As often there is no general answer and different ways to find neighbours exists. Usually the tasks to find a good neighbour consist of two main tasks:
1. Find a measure for distance between two datasets
2. Combine the datasets for the closest neighbours to make a prediction

Usually you have a dataset consisting of a collection of features, for a customer this could be a so called Customer ID hodling all the relevant data that could possibly influence the target variable. Often age, income, location are part of it. For these features is it easy to determine a distance, usually the difference (direct difference or euklidian difference) is used. For better comparison normalization is recommended, as the features have different ranges.
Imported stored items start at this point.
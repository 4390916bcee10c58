//! Public and admin HTTP API for the affiliate directory.
//!
//! Serves the visitor-facing directory (networks, offers, banner
//! placements, click logging), a `WebSocket` rotation stream, and the
//! token-guarded admin surface used by the back office.
//!
//! # Modules
//!
//! - [`router`] -- Axum router assembly
//! - [`handlers`] -- Public REST handlers
//! - [`admin`] -- Admin REST handlers
//! - [`analytics`] -- Click analytics handlers
//! - [`ws`] -- Rotation `WebSocket` stream
//! - [`auth`] -- Admin bearer-token guard
//! - [`geo`] -- Country lookup for clicks
//! - [`state`] -- Shared application state
//! - [`error`] -- Error types and HTTP mapping
//! - [`server`] -- Listener lifecycle

pub mod admin;
pub mod analytics;
pub mod auth;
pub mod error;
pub mod extract;
pub mod geo;
pub mod handlers;
pub mod router;
pub mod server;
pub mod state;
pub mod ws;

pub use error::ApiError;
pub use geo::GeoLookup;
pub use router::build_router;
pub use server::{ServerError, start_server};
pub use state::AppState;
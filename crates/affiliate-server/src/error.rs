//! Error types for the directory server binary.
//!
//! [`StartupError`] is the top-level error type that wraps all possible
//! failure modes during startup and serving.

/// Top-level error for the directory server binary.
///
/// Each variant wraps a specific subsystem error, providing a single
/// error type that `main` can propagate with `?`.
#[derive(Debug, thiserror::Error)]
pub enum StartupError {
    /// Configuration loading failed.
    #[error("config error: {source}")]
    Config {
        /// The underlying config error.
        #[from]
        source: affiliate_core::ConfigError,
    },

    /// Connecting to or migrating the database failed.
    #[error("database error: {source}")]
    Database {
        /// The underlying store error.
        #[from]
        source: affiliate_db::DbError,
    },

    /// The geo lookup client could not be built.
    #[error("geo lookup error: {source}")]
    Geo {
        /// The underlying client error.
        #[from]
        source: affiliate_api::geo::GeoError,
    },

    /// The HTTP server failed to bind or serve.
    #[error("server error: {source}")]
    Server {
        /// The underlying server error.
        #[from]
        source: affiliate_api::ServerError,
    },
}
You could then go for the k nearest neigbours, check the known values of the target variables and would the have to combine these results to a target value. Here business knowledge is required to determine to which extend e.g. the age is important or if location is more relevant than income.

The advantages of this approach is that they are usually pretty easy to understand, often show additional insights and change whenever the data changes.
However they could be time consuming as for finding good neighbours you would have to check every single known dataset and measure the distance. Also the prediction could depend considerably on the value of k, further analysis is required. And the algorithm is discontinuous, meaning that a new dataset could have a huge impact on the existing predictions.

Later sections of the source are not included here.